■ WORK REQUEST: Find every line below where the word "isize" occurs, then give how many you found and nothing else.

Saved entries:
________

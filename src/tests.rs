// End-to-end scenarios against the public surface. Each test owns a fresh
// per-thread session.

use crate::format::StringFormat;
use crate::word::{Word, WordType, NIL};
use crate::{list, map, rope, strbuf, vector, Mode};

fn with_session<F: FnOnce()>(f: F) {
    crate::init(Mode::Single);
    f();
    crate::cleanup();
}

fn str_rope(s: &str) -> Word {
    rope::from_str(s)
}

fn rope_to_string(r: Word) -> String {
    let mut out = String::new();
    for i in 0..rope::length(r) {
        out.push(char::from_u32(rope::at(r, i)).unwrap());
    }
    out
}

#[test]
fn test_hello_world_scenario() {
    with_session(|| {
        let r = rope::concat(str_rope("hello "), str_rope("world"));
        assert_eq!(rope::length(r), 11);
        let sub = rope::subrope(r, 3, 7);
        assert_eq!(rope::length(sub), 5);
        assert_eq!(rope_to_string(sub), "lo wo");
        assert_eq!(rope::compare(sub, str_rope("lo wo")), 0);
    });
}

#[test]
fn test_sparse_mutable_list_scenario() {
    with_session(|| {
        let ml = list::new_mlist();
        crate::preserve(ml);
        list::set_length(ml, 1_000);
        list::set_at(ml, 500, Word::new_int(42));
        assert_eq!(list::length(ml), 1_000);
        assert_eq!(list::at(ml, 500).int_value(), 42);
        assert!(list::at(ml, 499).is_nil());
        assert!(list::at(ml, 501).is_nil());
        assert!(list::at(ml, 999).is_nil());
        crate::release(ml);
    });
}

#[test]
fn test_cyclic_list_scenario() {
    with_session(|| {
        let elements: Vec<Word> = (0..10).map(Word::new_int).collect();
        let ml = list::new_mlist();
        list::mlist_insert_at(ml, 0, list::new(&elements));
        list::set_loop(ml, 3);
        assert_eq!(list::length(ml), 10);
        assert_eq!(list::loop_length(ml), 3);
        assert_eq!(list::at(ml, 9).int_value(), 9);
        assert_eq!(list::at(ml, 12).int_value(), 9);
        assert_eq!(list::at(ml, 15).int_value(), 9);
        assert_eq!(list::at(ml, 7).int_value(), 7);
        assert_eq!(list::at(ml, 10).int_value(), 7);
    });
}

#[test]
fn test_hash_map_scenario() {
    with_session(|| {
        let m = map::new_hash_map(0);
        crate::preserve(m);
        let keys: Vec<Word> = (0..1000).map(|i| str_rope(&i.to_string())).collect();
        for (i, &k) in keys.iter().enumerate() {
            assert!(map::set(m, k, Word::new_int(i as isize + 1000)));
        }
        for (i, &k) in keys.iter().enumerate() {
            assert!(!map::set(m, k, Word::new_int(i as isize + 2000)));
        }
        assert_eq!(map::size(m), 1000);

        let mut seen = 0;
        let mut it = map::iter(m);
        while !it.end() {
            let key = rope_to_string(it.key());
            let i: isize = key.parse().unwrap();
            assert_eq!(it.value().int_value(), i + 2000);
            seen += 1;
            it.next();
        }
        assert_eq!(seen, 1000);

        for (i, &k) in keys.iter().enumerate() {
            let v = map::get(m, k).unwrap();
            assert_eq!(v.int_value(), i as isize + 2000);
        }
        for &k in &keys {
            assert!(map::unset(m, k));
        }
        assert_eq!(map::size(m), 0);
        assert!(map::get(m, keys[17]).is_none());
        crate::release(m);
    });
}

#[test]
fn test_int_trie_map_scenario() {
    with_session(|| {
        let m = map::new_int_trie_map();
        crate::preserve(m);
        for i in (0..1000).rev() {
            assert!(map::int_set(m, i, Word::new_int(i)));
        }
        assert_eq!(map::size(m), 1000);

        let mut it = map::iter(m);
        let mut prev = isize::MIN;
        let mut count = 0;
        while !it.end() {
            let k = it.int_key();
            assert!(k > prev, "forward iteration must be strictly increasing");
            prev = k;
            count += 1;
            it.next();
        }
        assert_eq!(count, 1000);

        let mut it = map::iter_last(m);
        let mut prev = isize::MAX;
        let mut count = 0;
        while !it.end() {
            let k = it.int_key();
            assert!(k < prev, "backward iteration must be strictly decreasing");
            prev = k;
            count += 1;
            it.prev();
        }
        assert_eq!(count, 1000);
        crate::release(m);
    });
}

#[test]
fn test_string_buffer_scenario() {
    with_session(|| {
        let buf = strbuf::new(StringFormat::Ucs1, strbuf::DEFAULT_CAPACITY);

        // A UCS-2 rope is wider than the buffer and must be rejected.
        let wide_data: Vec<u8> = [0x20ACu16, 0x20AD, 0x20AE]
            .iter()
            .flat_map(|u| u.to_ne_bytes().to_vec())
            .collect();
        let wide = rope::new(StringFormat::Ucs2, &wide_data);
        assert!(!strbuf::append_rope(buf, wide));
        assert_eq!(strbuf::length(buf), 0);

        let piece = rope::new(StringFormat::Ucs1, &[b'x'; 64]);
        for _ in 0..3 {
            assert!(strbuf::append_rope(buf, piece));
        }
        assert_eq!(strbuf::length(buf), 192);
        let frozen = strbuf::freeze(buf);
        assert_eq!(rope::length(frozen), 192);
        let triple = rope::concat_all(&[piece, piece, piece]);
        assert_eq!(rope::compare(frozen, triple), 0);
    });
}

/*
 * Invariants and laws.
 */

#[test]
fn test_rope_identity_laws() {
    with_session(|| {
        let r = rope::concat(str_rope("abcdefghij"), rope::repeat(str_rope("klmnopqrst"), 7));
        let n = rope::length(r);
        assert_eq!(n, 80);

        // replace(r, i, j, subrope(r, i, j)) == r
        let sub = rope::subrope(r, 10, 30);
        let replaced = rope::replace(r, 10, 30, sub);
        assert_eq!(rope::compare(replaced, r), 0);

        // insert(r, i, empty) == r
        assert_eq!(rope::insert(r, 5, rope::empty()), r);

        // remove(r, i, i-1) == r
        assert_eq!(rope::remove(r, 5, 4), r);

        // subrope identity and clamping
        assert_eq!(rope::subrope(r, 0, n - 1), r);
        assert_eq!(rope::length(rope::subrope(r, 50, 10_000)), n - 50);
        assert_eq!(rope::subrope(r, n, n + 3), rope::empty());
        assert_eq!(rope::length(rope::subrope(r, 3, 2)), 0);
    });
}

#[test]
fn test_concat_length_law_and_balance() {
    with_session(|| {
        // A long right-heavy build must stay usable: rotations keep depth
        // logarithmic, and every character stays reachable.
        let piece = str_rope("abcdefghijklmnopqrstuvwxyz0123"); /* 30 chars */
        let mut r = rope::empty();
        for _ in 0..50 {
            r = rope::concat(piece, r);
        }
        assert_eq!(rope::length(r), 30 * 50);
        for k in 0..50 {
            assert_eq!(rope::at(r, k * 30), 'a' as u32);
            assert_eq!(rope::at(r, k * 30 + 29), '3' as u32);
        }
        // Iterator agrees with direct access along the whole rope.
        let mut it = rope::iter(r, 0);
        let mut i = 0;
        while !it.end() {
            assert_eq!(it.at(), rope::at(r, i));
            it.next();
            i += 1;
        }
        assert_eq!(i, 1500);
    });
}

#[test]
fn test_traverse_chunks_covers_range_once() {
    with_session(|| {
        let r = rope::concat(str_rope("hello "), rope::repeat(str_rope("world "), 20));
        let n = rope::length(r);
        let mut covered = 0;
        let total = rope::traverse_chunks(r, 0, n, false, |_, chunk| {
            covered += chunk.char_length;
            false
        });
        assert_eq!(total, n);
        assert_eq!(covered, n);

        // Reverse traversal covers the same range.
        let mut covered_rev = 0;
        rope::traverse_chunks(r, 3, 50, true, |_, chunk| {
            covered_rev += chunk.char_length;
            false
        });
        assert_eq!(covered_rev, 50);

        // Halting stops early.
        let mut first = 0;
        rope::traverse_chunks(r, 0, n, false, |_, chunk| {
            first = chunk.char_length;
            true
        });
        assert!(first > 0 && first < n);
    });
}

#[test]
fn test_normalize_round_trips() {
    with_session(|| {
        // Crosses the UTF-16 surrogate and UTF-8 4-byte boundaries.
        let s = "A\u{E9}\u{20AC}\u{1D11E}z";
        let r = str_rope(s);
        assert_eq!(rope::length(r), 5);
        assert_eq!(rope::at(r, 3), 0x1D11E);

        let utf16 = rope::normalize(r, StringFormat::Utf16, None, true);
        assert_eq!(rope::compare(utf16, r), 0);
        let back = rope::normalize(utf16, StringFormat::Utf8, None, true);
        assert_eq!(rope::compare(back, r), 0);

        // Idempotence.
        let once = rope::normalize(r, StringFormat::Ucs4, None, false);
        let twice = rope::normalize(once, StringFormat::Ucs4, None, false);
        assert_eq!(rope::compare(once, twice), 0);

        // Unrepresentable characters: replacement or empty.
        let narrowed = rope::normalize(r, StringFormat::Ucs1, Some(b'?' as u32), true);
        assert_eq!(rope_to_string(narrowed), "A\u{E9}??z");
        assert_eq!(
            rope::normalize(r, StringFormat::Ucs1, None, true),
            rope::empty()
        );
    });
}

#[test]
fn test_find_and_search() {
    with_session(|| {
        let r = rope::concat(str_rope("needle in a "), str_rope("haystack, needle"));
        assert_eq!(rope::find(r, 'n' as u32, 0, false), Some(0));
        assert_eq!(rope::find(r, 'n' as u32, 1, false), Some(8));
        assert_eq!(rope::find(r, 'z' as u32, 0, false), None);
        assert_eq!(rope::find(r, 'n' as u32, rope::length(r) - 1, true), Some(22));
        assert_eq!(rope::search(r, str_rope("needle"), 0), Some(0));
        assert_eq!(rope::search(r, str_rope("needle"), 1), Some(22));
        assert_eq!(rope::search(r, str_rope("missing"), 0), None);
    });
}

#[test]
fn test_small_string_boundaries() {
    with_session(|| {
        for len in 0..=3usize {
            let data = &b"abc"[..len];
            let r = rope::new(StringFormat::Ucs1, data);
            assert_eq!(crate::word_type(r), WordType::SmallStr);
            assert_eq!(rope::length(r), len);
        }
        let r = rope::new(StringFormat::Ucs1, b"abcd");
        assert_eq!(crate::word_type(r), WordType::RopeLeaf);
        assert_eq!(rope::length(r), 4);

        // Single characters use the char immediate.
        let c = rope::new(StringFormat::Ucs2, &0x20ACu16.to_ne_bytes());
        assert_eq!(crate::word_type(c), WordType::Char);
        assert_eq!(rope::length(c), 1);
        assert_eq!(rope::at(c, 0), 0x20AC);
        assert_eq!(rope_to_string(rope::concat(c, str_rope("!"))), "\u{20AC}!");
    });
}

________

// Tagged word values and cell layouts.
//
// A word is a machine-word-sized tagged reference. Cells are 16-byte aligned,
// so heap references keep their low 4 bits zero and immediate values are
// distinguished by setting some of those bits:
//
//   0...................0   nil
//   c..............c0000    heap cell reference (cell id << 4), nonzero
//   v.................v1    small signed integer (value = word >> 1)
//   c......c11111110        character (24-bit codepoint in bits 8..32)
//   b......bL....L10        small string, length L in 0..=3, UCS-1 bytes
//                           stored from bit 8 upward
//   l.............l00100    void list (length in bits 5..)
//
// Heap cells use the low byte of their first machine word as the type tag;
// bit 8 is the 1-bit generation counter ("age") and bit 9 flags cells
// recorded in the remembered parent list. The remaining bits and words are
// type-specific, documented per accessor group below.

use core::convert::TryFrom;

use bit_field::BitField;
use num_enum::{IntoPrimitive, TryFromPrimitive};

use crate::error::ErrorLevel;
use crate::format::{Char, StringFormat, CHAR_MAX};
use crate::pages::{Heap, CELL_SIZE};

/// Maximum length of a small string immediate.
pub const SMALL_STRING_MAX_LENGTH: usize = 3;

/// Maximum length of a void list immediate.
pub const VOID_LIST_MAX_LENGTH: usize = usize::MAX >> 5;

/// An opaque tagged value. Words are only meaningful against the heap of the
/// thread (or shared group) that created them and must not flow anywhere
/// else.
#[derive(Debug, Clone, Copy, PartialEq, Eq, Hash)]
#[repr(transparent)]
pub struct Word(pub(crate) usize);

________

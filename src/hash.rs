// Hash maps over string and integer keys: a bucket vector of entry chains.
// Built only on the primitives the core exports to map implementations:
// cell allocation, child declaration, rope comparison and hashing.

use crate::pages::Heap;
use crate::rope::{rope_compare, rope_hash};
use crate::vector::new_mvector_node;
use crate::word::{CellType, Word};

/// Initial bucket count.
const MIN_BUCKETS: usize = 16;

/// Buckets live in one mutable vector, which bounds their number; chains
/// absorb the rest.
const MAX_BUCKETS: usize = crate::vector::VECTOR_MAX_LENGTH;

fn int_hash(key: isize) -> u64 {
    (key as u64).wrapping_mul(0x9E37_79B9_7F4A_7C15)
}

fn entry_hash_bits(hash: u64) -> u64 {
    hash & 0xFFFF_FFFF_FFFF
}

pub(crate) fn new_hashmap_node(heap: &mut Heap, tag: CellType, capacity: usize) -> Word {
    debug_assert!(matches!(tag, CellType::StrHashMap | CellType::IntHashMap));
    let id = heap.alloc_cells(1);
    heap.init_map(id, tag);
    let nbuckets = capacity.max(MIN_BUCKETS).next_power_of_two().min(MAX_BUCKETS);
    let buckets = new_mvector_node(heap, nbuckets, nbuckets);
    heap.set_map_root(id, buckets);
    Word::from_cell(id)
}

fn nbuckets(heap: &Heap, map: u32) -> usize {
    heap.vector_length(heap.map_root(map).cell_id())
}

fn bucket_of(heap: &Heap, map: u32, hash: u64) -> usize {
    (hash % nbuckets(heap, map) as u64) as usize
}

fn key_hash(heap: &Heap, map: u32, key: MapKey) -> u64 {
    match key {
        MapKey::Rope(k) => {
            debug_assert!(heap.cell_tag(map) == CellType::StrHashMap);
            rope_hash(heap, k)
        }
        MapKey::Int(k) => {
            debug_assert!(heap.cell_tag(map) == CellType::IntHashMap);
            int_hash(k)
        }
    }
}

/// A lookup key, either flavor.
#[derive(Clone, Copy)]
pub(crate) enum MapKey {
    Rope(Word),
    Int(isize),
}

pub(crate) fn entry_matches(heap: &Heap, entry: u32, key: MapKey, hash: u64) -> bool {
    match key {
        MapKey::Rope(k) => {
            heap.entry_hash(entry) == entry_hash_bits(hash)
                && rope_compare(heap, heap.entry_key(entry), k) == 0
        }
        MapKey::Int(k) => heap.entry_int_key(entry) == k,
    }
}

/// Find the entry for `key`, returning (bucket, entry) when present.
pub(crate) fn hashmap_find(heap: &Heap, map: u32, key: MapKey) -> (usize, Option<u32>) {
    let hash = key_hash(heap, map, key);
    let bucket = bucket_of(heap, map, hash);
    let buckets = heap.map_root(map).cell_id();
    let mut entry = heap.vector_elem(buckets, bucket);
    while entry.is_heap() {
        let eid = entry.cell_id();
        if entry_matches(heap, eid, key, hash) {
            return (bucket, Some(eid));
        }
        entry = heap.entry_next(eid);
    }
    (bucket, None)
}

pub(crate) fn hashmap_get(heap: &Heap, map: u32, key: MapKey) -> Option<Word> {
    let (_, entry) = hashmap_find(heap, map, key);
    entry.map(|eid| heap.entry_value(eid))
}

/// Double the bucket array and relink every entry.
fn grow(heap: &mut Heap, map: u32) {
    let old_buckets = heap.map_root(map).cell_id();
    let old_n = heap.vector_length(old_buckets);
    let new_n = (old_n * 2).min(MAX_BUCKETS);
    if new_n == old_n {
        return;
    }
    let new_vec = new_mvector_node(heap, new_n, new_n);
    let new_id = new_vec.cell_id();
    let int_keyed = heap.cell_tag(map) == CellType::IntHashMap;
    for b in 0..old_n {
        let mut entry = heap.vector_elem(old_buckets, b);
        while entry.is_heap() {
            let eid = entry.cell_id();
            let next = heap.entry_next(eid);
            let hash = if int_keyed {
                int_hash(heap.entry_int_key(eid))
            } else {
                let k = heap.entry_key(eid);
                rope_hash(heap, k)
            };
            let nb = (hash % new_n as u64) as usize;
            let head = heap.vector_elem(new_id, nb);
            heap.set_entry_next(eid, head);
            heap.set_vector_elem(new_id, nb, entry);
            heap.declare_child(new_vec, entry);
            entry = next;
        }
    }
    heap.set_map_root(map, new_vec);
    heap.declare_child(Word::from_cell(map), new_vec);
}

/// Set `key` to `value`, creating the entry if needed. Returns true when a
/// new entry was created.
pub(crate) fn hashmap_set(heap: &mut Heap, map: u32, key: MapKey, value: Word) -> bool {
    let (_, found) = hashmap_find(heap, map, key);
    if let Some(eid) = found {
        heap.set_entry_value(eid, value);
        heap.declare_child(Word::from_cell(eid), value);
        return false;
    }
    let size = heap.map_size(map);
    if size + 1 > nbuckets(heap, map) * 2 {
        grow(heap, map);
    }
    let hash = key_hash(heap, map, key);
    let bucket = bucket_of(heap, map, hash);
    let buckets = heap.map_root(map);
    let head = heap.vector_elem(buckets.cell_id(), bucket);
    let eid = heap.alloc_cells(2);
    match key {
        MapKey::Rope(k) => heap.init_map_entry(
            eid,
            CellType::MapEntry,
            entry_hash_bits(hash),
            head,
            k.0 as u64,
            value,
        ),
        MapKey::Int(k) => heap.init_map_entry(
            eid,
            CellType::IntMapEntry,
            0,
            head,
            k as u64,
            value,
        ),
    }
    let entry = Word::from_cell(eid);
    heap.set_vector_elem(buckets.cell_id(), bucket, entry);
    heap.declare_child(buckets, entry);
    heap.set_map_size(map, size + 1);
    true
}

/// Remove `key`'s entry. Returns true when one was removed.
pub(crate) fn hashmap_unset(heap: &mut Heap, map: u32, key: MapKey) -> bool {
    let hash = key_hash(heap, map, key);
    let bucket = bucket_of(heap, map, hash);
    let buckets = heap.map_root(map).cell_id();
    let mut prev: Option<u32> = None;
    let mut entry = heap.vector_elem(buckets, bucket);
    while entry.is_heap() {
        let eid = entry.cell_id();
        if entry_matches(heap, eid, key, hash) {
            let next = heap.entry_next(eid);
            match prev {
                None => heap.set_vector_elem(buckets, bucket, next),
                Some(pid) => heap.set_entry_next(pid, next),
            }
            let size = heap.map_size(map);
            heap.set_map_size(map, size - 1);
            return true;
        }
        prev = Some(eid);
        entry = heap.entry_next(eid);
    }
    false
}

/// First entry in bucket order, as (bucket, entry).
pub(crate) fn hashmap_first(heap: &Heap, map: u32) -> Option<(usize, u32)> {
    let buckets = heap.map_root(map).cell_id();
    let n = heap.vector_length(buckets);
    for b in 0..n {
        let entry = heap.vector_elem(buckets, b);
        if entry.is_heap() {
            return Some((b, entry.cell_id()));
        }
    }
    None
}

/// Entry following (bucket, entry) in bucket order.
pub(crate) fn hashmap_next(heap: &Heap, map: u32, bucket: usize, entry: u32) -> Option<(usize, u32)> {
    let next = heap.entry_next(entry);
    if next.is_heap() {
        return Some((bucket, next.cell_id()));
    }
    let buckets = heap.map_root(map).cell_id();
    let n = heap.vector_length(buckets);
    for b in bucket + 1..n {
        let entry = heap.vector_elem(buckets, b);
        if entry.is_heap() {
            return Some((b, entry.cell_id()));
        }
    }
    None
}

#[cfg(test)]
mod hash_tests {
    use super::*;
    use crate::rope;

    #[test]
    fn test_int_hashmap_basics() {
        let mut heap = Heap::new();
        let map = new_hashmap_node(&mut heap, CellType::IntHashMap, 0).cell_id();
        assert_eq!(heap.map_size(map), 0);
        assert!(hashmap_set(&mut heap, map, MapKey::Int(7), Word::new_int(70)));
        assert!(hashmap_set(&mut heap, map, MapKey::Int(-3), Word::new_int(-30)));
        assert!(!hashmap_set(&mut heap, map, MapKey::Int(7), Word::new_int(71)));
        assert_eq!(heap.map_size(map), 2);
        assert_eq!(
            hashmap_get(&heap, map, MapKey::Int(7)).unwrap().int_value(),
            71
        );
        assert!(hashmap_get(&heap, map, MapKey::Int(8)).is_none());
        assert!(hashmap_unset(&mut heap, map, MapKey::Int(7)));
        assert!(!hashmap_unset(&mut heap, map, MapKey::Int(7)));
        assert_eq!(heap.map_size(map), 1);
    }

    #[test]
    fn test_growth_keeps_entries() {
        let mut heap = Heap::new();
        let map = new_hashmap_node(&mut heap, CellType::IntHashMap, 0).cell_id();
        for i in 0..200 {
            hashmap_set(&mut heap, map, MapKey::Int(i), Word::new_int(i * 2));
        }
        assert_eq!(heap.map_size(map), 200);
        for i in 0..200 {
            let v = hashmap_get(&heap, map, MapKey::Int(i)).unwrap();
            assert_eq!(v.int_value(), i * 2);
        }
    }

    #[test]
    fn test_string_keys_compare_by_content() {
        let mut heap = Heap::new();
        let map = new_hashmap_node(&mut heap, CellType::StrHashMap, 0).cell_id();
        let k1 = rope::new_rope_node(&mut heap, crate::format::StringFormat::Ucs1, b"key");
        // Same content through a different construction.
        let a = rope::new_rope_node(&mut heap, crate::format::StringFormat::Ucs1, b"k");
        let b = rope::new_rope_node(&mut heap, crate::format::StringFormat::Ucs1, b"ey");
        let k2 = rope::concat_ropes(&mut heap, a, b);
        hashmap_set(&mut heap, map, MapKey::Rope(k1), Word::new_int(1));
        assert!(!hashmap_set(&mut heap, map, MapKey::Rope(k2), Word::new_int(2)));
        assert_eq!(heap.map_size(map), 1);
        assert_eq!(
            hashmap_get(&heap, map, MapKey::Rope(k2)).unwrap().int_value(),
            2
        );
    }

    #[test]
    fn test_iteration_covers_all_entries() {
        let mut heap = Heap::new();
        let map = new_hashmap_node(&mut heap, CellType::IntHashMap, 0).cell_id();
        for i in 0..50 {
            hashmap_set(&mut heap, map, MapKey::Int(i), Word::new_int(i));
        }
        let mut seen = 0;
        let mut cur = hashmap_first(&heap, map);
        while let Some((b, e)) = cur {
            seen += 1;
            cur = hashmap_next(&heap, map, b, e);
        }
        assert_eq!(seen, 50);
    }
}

________

■ WRITTEN RESPONSE: 8